▶ Task prompt
The answer must consist of every line in the records that contains the word "returned".

▶ Data to process
···
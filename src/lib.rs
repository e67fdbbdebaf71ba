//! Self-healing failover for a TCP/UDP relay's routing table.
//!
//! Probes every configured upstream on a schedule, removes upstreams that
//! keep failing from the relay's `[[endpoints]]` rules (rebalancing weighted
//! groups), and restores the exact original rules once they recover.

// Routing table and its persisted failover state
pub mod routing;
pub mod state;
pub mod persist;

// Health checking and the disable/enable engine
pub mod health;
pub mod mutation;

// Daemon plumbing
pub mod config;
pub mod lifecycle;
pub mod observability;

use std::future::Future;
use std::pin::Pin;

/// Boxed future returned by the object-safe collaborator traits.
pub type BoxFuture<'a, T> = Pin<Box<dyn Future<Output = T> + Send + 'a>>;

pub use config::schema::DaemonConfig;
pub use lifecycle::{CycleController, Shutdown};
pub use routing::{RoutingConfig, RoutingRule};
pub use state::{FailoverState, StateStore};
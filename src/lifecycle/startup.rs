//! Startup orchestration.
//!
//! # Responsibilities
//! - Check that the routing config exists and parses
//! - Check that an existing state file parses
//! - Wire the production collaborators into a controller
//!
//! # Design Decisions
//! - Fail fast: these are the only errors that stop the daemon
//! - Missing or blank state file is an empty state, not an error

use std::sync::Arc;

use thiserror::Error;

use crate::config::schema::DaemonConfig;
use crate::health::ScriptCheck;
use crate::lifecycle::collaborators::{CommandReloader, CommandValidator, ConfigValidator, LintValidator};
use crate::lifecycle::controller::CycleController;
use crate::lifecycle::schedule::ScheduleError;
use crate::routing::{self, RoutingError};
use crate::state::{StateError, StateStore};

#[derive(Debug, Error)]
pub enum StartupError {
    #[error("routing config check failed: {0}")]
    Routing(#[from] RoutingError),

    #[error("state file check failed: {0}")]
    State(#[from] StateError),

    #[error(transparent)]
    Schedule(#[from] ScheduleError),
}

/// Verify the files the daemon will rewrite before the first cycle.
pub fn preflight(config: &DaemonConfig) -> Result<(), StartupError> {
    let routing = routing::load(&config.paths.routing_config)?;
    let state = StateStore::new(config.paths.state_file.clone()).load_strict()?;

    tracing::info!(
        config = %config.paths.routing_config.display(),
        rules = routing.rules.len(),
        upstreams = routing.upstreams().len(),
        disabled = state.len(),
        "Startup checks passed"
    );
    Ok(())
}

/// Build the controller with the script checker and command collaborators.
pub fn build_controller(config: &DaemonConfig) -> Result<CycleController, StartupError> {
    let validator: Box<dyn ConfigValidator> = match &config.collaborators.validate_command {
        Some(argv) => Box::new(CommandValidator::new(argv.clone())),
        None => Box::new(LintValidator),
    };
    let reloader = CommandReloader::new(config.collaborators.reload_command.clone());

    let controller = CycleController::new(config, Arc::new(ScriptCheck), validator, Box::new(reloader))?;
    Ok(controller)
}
···
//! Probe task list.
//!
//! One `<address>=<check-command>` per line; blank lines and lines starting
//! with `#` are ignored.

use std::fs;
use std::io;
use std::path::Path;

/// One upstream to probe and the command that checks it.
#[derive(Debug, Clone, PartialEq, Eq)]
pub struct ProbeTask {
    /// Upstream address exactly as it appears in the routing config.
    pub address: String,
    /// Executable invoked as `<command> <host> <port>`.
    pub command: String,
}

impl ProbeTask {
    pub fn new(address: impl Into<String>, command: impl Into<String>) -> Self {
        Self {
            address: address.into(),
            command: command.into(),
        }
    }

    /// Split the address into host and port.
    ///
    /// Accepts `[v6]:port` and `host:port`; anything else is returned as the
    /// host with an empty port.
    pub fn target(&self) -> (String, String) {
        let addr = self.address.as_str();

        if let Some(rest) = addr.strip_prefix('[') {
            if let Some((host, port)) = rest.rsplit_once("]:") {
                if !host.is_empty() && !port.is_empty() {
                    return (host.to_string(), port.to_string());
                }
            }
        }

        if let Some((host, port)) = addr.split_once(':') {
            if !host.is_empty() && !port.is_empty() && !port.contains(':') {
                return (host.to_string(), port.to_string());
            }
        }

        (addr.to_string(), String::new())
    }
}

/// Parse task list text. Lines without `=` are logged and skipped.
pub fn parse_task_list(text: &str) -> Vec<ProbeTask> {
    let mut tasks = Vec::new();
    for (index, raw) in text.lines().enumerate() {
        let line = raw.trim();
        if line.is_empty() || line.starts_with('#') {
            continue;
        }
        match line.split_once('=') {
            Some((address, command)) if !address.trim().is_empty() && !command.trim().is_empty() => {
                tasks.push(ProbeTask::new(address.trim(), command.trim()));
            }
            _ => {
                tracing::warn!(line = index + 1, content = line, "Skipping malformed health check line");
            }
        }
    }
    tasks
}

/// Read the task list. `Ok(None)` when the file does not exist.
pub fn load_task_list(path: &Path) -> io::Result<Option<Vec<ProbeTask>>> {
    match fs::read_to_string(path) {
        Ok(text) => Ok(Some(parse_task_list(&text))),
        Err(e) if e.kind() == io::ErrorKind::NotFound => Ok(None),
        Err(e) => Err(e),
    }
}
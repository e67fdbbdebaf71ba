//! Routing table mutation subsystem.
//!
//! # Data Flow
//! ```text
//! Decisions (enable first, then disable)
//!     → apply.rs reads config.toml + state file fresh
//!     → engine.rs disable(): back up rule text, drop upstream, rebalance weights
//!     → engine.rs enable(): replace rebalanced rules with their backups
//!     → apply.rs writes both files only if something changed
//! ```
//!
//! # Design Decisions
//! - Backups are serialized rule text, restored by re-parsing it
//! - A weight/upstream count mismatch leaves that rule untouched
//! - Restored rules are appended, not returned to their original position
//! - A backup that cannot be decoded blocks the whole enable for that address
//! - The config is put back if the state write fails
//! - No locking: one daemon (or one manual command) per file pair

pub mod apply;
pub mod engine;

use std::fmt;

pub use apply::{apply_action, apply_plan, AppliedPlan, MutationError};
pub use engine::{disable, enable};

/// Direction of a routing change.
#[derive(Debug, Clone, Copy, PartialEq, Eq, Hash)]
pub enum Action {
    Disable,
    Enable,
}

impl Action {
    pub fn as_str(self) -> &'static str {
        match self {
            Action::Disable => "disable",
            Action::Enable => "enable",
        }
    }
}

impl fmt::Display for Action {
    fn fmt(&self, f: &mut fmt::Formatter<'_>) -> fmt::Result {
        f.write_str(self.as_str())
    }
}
···
▶ Output for this exercise
/// Boxed future returned by the object-safe collaborator traits.
    /// Accepts `[v6]:port` and `host:port`; anything else is returned as the
//! - Restored rules are appended, not returned to their original position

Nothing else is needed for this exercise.